- [Problem statement]: The answer should consist solely of the lines from the first one below through the line containing "pub const LEN: usize = 20;", copied exactly.

- [Saved entries]:
*** Begin section ***

//! Content identifiers.
//!
//! A program image is identified by RIPEMD-160 over its SHA-256 digest.
//! The digest is stored in hash order and displayed byte-reversed, `0x`
//! prefixed, the way contract hashes are conventionally written.

use std::fmt;
use std::str::FromStr;

use ripemd::Ripemd160;
use sha2::{Digest, Sha256};

#[derive(Clone, Copy, PartialEq, Eq, Hash, Debug)]
pub struct ScriptHash([u8; 20]);

impl ScriptHash {
    pub const LEN: usize = 20;

    /// Hash of a program image.
    pub fn of(script: &[u8]) -> Self {
        let sha = Sha256::digest(script);
        let rip = Ripemd160::digest(sha);
        let mut bytes = [0u8; Self::LEN];
        bytes.copy_from_slice(&rip);
        Self(bytes)
    }

    /// Wrap raw digest bytes (hash order, not display order).
    pub fn from_bytes(bytes: [u8; 20]) -> Self {
        Self(bytes)
    }

    /// Digest bytes in hash order. This is what scripts push.
    pub fn as_bytes(&self) -> &[u8; 20] {
        &self.0
    }
}

impl fmt::Display for ScriptHash {
    fn fmt(&self, f: &mut fmt::Formatter<'_>) -> fmt::Result {
        let mut reversed = self.0;
        reversed.reverse();
        write!(f, "0x{}", hex::encode(reversed))
    }
}

#[derive(Debug, Clone, PartialEq, thiserror::Error)]
pub enum HashParseError {
    #[error("invalid hex in script hash: {0}")]
    Hex(#[from] hex::FromHexError),
    #[error("script hash must be {expected} bytes, got {actual}")]
    Length { expected: usize, actual: usize },
}

impl FromStr for ScriptHash {
    type Err = HashParseError;

    /// Parse the display form; the `0x` prefix is optional.
    fn from_str(s: &str) -> Result<Self, Self::Err> {
        let digits = s.strip_prefix("0x").unwrap_or(s);
        let mut bytes = hex::decode(digits)?;
        if bytes.len() != Self::LEN {
            return Err(HashParseError::Length {
                expected: Self::LEN,
                actual: bytes.len(),
            });
        }
        bytes.reverse();
        let mut out = [0u8; Self::LEN];
        out.copy_from_slice(&bytes);
        Ok(Self(out))
    }
}

/// Interop service identifier: the first four bytes of SHA-256 over the
/// service name, read little-endian.
pub fn interop_hash(name: &str) -> u32 {
    let digest = Sha256::digest(name.as_bytes());
    u32::from_le_bytes([digest[0], digest[1], digest[2], digest[3]])
}

/// Interop services the reference executor understands.
pub const KNOWN_SYSCALLS: &[&str] = &[
    "System.Contract.Call",
    "System.Runtime.Log",
    "System.Runtime.Notify",
];

/// Name of a known interop service, by identifier.
pub fn syscall_name(id: u32) -> Option<&'static str> {
    KNOWN_SYSCALLS
        .iter()
        .copied()
        .find(|name| interop_hash(name) == id)
}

*** End section ***

- [Answer to the problem]:
//! Content identifiers.
//!
//! A program image is identified by RIPEMD-160 over its SHA-256 digest.
//! The digest is stored in hash order and displayed byte-reversed, `0x`
//! prefixed, the way contract hashes are conventionally written.

use std::fmt;
use std::str::FromStr;

use ripemd::Ripemd160;
use sha2::{Digest, Sha256};

#[derive(Clone, Copy, PartialEq, Eq, Hash, Debug)]
pub struct ScriptHash([u8; 20]);

impl ScriptHash {
    pub const LEN: usize = 20;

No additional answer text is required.